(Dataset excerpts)
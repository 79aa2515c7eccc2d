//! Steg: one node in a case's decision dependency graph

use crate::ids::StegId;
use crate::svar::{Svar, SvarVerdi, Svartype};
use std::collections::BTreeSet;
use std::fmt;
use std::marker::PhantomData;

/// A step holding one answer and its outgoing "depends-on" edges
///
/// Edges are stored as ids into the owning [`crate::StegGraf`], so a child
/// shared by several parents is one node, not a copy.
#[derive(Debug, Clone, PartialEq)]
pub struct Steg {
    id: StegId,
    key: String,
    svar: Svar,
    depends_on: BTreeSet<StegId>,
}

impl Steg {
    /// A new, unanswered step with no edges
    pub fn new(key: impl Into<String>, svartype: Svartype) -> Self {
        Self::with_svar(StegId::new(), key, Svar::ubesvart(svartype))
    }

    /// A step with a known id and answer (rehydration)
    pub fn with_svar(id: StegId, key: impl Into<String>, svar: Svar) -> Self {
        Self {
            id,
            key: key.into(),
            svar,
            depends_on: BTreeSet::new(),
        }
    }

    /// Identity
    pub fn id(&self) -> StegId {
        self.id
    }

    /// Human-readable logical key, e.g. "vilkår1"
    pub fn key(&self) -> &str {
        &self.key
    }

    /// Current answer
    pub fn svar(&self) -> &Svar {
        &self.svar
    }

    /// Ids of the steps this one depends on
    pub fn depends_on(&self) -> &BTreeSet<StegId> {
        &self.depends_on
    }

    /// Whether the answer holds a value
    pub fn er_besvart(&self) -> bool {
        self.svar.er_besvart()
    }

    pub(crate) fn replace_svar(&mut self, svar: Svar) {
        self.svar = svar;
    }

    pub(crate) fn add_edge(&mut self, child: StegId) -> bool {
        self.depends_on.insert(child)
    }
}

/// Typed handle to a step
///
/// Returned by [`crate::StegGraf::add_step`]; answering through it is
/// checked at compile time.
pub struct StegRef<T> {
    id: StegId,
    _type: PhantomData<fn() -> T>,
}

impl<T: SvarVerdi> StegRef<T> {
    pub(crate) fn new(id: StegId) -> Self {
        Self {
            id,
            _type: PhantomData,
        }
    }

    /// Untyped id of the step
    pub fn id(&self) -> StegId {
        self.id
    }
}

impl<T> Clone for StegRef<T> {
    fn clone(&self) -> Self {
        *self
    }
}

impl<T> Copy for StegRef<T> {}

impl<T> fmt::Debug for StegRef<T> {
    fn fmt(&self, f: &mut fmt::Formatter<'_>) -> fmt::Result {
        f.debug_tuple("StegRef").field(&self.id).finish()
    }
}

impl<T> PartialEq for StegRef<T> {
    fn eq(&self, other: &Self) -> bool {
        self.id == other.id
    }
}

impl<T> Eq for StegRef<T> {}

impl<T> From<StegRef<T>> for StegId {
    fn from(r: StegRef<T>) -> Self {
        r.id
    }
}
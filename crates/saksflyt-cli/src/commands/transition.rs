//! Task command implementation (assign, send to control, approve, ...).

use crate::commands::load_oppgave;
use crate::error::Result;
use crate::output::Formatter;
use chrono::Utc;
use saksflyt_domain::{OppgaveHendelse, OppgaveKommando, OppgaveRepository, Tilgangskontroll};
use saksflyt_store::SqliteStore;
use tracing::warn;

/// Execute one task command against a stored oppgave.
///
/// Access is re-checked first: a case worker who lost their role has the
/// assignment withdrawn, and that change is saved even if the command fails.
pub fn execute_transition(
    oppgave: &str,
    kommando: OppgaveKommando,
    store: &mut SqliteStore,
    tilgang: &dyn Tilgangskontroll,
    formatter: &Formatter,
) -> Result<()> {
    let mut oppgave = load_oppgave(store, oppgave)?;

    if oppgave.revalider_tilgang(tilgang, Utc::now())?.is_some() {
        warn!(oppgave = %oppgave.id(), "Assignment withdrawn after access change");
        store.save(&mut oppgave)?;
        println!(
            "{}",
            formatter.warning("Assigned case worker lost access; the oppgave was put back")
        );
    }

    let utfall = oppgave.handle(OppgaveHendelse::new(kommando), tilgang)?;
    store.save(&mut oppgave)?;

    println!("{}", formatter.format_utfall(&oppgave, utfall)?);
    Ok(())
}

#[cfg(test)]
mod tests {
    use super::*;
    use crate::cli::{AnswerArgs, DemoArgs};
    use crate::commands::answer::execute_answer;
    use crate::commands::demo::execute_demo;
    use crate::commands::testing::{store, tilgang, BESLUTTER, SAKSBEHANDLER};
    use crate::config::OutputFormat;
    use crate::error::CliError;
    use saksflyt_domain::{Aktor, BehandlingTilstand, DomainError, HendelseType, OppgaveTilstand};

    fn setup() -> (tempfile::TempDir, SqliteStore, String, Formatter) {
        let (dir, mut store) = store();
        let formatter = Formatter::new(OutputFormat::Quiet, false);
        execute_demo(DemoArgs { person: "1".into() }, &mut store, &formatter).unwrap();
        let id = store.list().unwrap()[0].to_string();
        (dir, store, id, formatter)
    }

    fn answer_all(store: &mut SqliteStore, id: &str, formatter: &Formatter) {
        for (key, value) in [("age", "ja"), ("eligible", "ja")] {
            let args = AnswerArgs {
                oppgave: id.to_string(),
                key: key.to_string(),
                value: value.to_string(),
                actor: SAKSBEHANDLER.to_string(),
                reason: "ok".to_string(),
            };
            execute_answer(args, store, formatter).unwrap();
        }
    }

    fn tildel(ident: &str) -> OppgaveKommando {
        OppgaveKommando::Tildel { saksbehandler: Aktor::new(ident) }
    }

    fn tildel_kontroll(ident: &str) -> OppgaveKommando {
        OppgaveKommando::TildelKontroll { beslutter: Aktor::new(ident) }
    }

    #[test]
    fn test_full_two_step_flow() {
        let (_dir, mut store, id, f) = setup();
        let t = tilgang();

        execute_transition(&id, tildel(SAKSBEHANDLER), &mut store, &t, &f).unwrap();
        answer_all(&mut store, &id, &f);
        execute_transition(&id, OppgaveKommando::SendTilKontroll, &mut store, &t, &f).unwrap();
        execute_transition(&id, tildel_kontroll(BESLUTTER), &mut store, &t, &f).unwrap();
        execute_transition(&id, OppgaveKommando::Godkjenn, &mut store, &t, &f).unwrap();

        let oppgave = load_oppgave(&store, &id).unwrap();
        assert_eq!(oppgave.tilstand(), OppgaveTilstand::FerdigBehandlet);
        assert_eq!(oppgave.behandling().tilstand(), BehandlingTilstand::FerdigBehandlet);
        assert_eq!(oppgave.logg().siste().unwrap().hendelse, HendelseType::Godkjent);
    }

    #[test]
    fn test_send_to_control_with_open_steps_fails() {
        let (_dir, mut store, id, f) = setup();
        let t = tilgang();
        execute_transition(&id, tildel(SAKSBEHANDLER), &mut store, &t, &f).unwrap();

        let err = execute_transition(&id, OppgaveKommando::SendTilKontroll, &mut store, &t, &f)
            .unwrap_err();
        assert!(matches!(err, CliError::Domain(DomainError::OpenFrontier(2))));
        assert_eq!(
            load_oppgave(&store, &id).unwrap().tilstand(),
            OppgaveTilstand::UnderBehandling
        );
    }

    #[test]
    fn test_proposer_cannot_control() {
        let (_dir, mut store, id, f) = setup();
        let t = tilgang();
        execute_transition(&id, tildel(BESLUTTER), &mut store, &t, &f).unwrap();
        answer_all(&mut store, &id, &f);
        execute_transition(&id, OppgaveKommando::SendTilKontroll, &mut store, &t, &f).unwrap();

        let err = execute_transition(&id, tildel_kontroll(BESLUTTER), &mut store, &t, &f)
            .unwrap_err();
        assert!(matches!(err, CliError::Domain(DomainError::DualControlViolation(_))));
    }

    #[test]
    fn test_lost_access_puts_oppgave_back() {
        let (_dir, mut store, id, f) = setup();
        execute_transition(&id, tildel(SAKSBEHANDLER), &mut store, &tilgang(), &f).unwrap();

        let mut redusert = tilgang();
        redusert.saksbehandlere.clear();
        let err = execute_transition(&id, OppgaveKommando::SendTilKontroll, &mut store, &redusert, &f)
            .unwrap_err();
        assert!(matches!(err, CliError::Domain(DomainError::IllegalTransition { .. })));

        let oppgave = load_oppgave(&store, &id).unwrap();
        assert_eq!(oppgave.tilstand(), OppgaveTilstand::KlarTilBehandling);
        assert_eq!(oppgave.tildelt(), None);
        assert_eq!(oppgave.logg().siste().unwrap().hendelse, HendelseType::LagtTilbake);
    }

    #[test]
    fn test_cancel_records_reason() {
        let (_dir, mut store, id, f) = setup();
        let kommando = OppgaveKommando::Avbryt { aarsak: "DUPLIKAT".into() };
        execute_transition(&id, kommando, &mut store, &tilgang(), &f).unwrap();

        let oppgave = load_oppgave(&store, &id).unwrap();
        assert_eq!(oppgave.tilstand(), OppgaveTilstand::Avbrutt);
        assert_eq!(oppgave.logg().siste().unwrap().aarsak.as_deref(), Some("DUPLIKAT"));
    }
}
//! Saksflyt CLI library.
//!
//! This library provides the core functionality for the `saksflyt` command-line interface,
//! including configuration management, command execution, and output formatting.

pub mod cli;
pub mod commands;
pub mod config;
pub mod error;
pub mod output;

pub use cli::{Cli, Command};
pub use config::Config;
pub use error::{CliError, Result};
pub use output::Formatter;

WHAT IS REQUIRED | Each line holding the word "FerdigBehandlet" must be copied from the data.

SOLUTION |
        assert_eq!(oppgave.tilstand(), OppgaveTilstand::FerdigBehandlet);
        assert_eq!(oppgave.behandling().tilstand(), BehandlingTilstand::FerdigBehandlet);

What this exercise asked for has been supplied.